[Stored data entries]
::::::::

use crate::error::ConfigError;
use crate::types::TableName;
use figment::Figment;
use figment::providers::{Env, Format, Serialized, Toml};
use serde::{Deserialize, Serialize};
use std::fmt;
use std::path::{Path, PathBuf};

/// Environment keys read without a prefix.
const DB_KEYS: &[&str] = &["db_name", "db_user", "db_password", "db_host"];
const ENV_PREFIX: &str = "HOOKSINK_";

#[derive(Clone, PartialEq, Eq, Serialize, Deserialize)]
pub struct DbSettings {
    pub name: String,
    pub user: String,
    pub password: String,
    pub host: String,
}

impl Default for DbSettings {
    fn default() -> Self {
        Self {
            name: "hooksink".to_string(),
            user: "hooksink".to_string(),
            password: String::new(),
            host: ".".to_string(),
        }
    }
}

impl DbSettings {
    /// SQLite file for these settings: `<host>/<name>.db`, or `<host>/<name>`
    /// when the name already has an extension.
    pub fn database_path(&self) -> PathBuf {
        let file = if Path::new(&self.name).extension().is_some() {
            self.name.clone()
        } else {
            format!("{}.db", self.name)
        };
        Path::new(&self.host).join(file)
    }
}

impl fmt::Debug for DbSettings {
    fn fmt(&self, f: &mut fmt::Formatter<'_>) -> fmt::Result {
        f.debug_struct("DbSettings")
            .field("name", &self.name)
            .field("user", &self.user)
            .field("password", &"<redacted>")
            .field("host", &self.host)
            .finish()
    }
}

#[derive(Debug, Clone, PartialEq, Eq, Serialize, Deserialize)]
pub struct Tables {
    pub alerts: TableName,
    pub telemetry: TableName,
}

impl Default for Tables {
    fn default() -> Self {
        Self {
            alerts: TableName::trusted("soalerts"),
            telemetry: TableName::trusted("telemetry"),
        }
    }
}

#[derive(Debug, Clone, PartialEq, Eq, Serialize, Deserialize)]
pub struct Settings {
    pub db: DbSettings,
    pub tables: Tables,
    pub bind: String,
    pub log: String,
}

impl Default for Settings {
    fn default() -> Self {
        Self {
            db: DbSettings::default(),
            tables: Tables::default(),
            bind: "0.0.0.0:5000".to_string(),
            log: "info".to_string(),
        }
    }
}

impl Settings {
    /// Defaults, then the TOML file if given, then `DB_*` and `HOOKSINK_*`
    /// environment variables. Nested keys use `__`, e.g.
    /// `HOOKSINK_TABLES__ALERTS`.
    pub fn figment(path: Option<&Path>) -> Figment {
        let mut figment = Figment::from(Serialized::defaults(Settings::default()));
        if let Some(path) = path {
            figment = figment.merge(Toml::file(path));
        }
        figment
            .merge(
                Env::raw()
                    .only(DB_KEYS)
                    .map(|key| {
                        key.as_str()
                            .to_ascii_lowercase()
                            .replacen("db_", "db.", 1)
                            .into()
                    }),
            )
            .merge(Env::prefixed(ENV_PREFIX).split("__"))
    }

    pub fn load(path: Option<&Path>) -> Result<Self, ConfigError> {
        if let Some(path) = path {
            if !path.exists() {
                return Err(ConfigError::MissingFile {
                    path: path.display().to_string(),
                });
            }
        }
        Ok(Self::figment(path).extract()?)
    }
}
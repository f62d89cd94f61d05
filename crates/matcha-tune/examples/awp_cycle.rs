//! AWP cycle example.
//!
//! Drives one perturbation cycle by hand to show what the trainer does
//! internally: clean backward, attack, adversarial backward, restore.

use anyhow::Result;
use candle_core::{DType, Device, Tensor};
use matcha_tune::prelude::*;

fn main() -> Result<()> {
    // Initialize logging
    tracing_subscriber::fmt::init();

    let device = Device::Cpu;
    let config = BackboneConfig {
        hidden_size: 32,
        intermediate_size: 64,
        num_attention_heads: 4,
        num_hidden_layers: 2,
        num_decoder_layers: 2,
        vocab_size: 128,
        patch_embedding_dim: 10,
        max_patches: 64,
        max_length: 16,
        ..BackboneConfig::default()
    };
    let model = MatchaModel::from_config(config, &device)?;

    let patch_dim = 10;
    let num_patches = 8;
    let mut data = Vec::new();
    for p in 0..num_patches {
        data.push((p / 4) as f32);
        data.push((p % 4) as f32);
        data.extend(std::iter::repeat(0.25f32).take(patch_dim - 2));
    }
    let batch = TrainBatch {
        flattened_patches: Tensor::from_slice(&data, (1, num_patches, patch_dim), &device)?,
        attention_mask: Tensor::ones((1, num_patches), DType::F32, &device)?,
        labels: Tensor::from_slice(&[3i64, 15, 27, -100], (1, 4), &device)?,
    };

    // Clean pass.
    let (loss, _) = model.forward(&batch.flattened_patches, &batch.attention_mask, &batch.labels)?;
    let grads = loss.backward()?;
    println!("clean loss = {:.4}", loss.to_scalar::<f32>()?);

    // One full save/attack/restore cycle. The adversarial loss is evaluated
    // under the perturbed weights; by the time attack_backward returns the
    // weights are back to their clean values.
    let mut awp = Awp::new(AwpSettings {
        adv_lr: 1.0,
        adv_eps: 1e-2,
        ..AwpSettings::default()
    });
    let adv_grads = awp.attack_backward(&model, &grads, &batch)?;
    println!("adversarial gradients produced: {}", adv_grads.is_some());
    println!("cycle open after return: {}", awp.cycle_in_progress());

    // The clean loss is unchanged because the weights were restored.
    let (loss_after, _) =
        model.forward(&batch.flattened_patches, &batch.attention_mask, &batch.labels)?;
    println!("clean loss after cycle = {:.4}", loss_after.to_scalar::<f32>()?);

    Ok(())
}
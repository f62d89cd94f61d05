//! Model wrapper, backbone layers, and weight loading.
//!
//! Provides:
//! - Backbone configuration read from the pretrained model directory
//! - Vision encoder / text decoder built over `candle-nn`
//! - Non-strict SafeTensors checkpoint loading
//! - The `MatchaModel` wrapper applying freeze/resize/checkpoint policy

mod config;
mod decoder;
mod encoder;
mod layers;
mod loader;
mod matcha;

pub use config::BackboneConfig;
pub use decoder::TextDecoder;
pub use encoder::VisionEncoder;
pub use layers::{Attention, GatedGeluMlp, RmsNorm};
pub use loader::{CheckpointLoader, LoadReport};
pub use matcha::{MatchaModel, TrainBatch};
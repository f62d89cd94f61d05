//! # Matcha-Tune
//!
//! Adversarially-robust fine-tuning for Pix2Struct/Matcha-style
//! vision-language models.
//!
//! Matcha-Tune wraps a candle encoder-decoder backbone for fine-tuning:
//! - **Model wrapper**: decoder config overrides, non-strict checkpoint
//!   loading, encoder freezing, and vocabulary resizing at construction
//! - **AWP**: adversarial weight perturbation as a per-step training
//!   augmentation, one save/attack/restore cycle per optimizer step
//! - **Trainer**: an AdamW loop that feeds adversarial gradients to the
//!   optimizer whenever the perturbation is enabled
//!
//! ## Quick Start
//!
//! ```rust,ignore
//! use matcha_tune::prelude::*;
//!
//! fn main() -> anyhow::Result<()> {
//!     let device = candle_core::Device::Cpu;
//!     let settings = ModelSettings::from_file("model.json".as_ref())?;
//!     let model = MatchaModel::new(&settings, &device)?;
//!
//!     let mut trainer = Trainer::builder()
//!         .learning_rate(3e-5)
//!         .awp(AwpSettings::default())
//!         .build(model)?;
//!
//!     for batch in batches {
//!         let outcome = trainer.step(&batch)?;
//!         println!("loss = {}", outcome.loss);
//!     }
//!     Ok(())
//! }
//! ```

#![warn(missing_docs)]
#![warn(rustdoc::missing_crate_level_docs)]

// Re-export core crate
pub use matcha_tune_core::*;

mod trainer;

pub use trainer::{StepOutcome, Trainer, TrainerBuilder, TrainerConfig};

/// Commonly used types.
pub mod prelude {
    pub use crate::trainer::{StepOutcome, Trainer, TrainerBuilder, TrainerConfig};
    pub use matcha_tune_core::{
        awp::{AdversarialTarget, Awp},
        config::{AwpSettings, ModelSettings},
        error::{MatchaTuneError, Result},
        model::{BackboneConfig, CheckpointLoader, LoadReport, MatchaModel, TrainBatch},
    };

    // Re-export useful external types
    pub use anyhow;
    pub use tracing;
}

::::::::

__What this task involves__
An exact copy of the lines above, from the one containing "use crate::types::TableName;" through the one containing "#[derive(Clone, PartialEq, Eq, Serialize, Deserialize)]", is the whole of the answer.

__Solution__
use crate::types::TableName;
use figment::Figment;
use figment::providers::{Env, Format, Serialized, Toml};
use serde::{Deserialize, Serialize};
use std::fmt;
use std::path::{Path, PathBuf};

/// Environment keys read without a prefix.
const DB_KEYS: &[&str] = &["db_name", "db_user", "db_password", "db_host"];
const ENV_PREFIX: &str = "HOOKSINK_";

#[derive(Clone, PartialEq, Eq, Serialize, Deserialize)]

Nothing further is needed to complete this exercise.